BEGIN Source material

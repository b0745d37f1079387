//! Content-addressed chunk store
//!
//! A chunk's identity is the sha256 of its text. Identical text anywhere in
//! the corpus is embedded once and shared by every file that contains it.

use docflow_common::db::{NewChunk, RecordStore};
use docflow_common::embeddings::EmbeddingClient;
use docflow_common::errors::Result;
use docflow_common::{metrics, sha256_hex};
use std::sync::Arc;
use tracing::debug;

/// Result of ensuring a chunk exists
#[derive(Debug, Clone, PartialEq, Eq)]
pub struct EnsuredChunk {
    pub hash: String,
    /// Whether this call wrote the row
    pub created: bool,
}

/// Deduplicating chunk writer
#[derive(Clone)]
pub struct ContentAddressedChunkStore {
    records: Arc<dyn RecordStore>,
    embeddings: EmbeddingClient,
}

impl ContentAddressedChunkStore {
    pub fn new(records: Arc<dyn RecordStore>, embeddings: EmbeddingClient) -> Self {
        Self {
            records,
            embeddings,
        }
    }

    /// Make sure a chunk with this content exists and return its hash.
    ///
    /// Existing chunks return without embedding. New chunks are embedded with
    /// retry (zero vector on exhaustion) and written insert-if-absent, so
    /// concurrent callers with the same content converge on one row.
    pub async fn ensure_chunk(&self, content: &str) -> Result<EnsuredChunk> {
        let hash = sha256_hex(content);

        if self.records.chunk_exists(&hash).await? {
            debug!(hash = &hash[..8], "Using existing chunk");
            metrics::record_chunk(false);
            return Ok(EnsuredChunk {
                hash,
                created: false,
            });
        }

        let embedding = self.embeddings.embed_or_zero(content).await;
        let token_count = self.embeddings.count_tokens(content) as i32;

        let created = self
            .records
            .insert_chunk_if_absent(NewChunk {
                hash: hash.clone(),
                content: content.to_string(),
                embedding,
                token_count,
            })
            .await?;

        debug!(hash = &hash[..8], created, "Stored chunk");
        metrics::record_chunk(created);

        Ok(EnsuredChunk { hash, created })
    }
}

#[cfg(test)]
pub(crate) mod testing {
    use async_trait::async_trait;
    use docflow_common::embeddings::{Embedder, MockEmbedder};
    use docflow_common::errors::Result;
    use std::sync::atomic::{AtomicUsize, Ordering};

    /// Mock embedder counting provider calls
    pub struct CountingEmbedder {
        inner: MockEmbedder,
        calls: AtomicUsize,
    }

    impl CountingEmbedder {
        pub fn new(dimension: usize) -> Self {
            Self {
                inner: MockEmbedder::new(dimension),
                calls: AtomicUsize::new(0),
            }
        }

        pub fn calls(&self) -> usize {
            self.calls.load(Ordering::SeqCst)
        }
    }

    #[async_trait]
    impl Embedder for CountingEmbedder {
        async fn embed(&self, text: &str) -> Result<Vec<f32>> {
            self.calls.fetch_add(1, Ordering::SeqCst);
            self.inner.embed(text).await
        }

        async fn embed_batch(&self, texts: &[String]) -> Result<Vec<Vec<f32>>> {
            self.calls.fetch_add(1, Ordering::SeqCst);
            self.inner.embed_batch(texts).await
        }

        fn model_name(&self) -> &str {
            "counting"
        }

        fn dimension(&self) -> usize {
            self.inner.dimension()
        }
    }
}

#[cfg(test)]
mod tests {
    use super::testing::CountingEmbedder;
    use super::*;
    use docflow_common::db::MemoryRecordStore;
    use docflow_common::tokens::WordTokenizer;

    fn store() -> (ContentAddressedChunkStore, Arc<MemoryRecordStore>, Arc<CountingEmbedder>) {
        let records = Arc::new(MemoryRecordStore::new());
        let embedder = Arc::new(CountingEmbedder::new(8));
        let client = EmbeddingClient::new(embedder.clone(), Arc::new(WordTokenizer::new()));
        (
            ContentAddressedChunkStore::new(records.clone(), client),
            records,
            embedder,
        )
    }

    #[tokio::test]
    async fn test_ensure_chunk_is_idempotent() {
        let (chunks, records, embedder) = store();

        let first = chunks.ensure_chunk("Install with cargo.").await.unwrap();
        let second = chunks.ensure_chunk("Install with cargo.").await.unwrap();

        assert!(first.created);
        assert!(!second.created);
        assert_eq!(first.hash, second.hash);
        assert_eq!(first.hash, sha256_hex("Install with cargo."));
        assert_eq!(records.chunk_count(), 1);
        assert_eq!(embedder.calls(), 1);
    }

    #[tokio::test]
    async fn test_concurrent_ensure_converges() {
        let (chunks, records, _) = store();

        let (a, b) = tokio::join!(
            chunks.ensure_chunk("shared text"),
            chunks.ensure_chunk("shared text")
        );

        assert_eq!(a.unwrap().hash, b.unwrap().hash);
        assert_eq!(records.chunk_count(), 1);
    }

    #[tokio::test]
    async fn test_stored_chunk_fields() {
        let (chunks, records, _) = store();
        let ensured = chunks.ensure_chunk("three word chunk").await.unwrap();

        let stored = records.chunk(&ensured.hash).unwrap();
        assert_eq!(stored.content, "three word chunk");
        assert_eq!(stored.token_count, 3);
        assert_eq!(stored.parse_embedding().unwrap().len(), 8);
    }
}
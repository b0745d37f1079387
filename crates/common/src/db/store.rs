//! Record store interface
//!
//! Every structured-record access in the pipeline goes through
//! [`RecordStore`]. Postgres ([`super::PgRecordStore`]) is the production
//! backend; [`super::MemoryRecordStore`] backs tests.
//!
//! # Operations
//!
//! | Area | Methods |
//! |------|---------|
//! | Repos | `find_repo`, `update_repo_sync` |
//! | Files | `upsert_file`, `update_file_hash`, `find_file`, `list_files` |
//! | Chunks | `chunk_exists`, `insert_chunk_if_absent` |
//! | Links | `upsert_file_chunk`, `prune_file_chunks`, `file_chunk_contents` |
//! | Search | `vector_search`, `fulltext_search`, `keyword_search` |
//! | Merkle | `upsert_merkle_node` |
//! | Suggestions | `create_suggestion` |
//! | Jobs | `create_job`, `update_job`, `find_job` |

use crate::db::models::{FileChunkLink, FileRecord, Job, JobStatus, Repo, ReviewDecision, Suggestion};
use crate::errors::Result;
use async_trait::async_trait;
use serde::{Deserialize, Serialize};
use uuid::Uuid;

/// A chunk matched by a search, located inside a file
#[derive(Debug, Clone, Serialize, Deserialize, PartialEq)]
pub struct ChunkMatch {
    pub chunk_hash: String,
    pub content: String,
    /// Cosine similarity for vector matches, lexical rank otherwise
    pub similarity: f64,
    pub file_path: String,
    pub chunk_order: i32,
    pub start_line: i32,
    pub end_line: i32,
}

/// Vector similarity query
#[derive(Debug, Clone)]
pub struct VectorQuery<'a> {
    pub embedding: &'a [f32],
    pub repo_id: Uuid,
    pub limit: usize,
    /// Minimum cosine similarity
    pub threshold: f64,
}

/// Fields written when a file is upserted by (repo_id, path)
#[derive(Debug, Clone)]
pub struct NewFile {
    pub repo_id: Uuid,
    pub path: String,
    pub content_hash: String,
    pub storage_key: String,
}

/// Fields of a new content-addressed chunk
#[derive(Debug, Clone)]
pub struct NewChunk {
    pub hash: String,
    pub content: String,
    pub embedding: Vec<f32>,
    pub token_count: i32,
}

/// Fields of a new Merkle node
#[derive(Debug, Clone)]
pub struct NewMerkleNode {
    pub repo_id: Uuid,
    pub path: String,
    pub hash: String,
    pub parent_path: Option<String>,
}

/// Suggestion payload
#[derive(Debug, Clone)]
pub struct NewSuggestion {
    pub file_id: Uuid,
    pub operations_json: Option<serde_json::Value>,
    pub patch_unified_diff: Option<String>,
    pub confidence: f64,
    pub model_used: String,
}

/// Partial job update; `None` leaves a field unchanged
#[derive(Debug, Clone, Default)]
pub struct JobUpdate {
    pub status: Option<JobStatus>,
    /// Fraction complete, 0..=1
    pub progress: Option<f64>,
    pub metadata: Option<serde_json::Value>,
    pub error_msg: Option<String>,
}

/// Abstract structured-record store
#[async_trait]
pub trait RecordStore: Send + Sync {
    /// Check connectivity
    async fn ping(&self) -> Result<()>;

    // Repos

    async fn find_repo(&self, repo_id: Uuid) -> Result<Option<Repo>>;

    /// Record the snapshot fingerprint and synced revision
    async fn update_repo_sync(
        &self,
        repo_id: Uuid,
        root_hash: &str,
        last_sync_sha: Option<&str>,
    ) -> Result<()>;

    // Files

    /// Insert or update a file by (repo_id, path); clears uncommitted changes
    async fn upsert_file(&self, file: NewFile) -> Result<FileRecord>;

    /// Update the content hash of an existing file
    async fn update_file_hash(
        &self,
        repo_id: Uuid,
        path: &str,
        content_hash: &str,
    ) -> Result<Option<FileRecord>>;

    async fn find_file(&self, repo_id: Uuid, path: &str) -> Result<Option<FileRecord>>;

    async fn list_files(&self, repo_id: Uuid) -> Result<Vec<FileRecord>>;

    // Chunks

    async fn chunk_exists(&self, hash: &str) -> Result<bool>;

    /// Atomic insert-if-absent. Returns whether a row was written.
    async fn insert_chunk_if_absent(&self, chunk: NewChunk) -> Result<bool>;

    // File/chunk links

    /// Insert or update the link at (file_id, chunk_order)
    async fn upsert_file_chunk(&self, link: FileChunkLink) -> Result<()>;

    /// Delete links with chunk_order >= keep. Returns rows removed.
    async fn prune_file_chunks(&self, file_id: Uuid, keep: i32) -> Result<u64>;

    /// Chunk contents of a file in chunk order
    async fn file_chunk_contents(&self, file_id: Uuid) -> Result<Vec<String>>;

    // Search

    /// Cosine similarity search, descending
    async fn vector_search(&self, query: VectorQuery<'_>) -> Result<Vec<ChunkMatch>>;

    /// Ranked lexical search over chunk text
    async fn fulltext_search(&self, repo_id: Uuid, query: &str, limit: usize) -> Result<Vec<ChunkMatch>>;

    /// Case-insensitive substring search over any keyword, similarity 0
    async fn keyword_search(
        &self,
        repo_id: Uuid,
        keywords: &[String],
        limit: usize,
    ) -> Result<Vec<ChunkMatch>>;

    // Merkle

    async fn upsert_merkle_node(&self, node: NewMerkleNode) -> Result<()>;

    // Suggestions

    /// Persist a suggestion and its pending review decision atomically
    async fn create_suggestion(
        &self,
        suggestion: NewSuggestion,
        reviewer_id: Uuid,
    ) -> Result<(Suggestion, ReviewDecision)>;

    // Jobs

    async fn create_job(&self, task_id: &str, kind: &str, metadata: serde_json::Value) -> Result<Job>;

    async fn update_job(&self, task_id: &str, update: JobUpdate) -> Result<Job>;

    async fn find_job(&self, task_id: &str) -> Result<Option<Job>>;
}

END Source material

* **What you have to do**:
What are the exact lines from the beginning of the material through the line containing "let embedding = self.embeddings.embed_or_zero(content).await;"? Write out those lines alone.

* **Problem solution**:
repository b0745d37f1079387
//! Content-addressed chunk store
//!
//! A chunk's identity is the sha256 of its text. Identical text anywhere in
//! the corpus is embedded once and shared by every file that contains it.

use docflow_common::db::{NewChunk, RecordStore};
use docflow_common::embeddings::EmbeddingClient;
use docflow_common::errors::Result;
use docflow_common::{metrics, sha256_hex};
use std::sync::Arc;
use tracing::debug;

/// Result of ensuring a chunk exists
#[derive(Debug, Clone, PartialEq, Eq)]
pub struct EnsuredChunk {
    pub hash: String,
    /// Whether this call wrote the row
    pub created: bool,
}

/// Deduplicating chunk writer
#[derive(Clone)]
pub struct ContentAddressedChunkStore {
    records: Arc<dyn RecordStore>,
    embeddings: EmbeddingClient,
}

impl ContentAddressedChunkStore {
    pub fn new(records: Arc<dyn RecordStore>, embeddings: EmbeddingClient) -> Self {
        Self {
            records,
            embeddings,
        }
    }

    /// Make sure a chunk with this content exists and return its hash.
    ///
    /// Existing chunks return without embedding. New chunks are embedded with
    /// retry (zero vector on exhaustion) and written insert-if-absent, so
    /// concurrent callers with the same content converge on one row.
    pub async fn ensure_chunk(&self, content: &str) -> Result<EnsuredChunk> {
        let hash = sha256_hex(content);

        if self.records.chunk_exists(&hash).await? {
            debug!(hash = &hash[..8], "Using existing chunk");
            metrics::record_chunk(false);
            return Ok(EnsuredChunk {
                hash,
                created: false,
            });
        }

        let embedding = self.embeddings.embed_or_zero(content).await;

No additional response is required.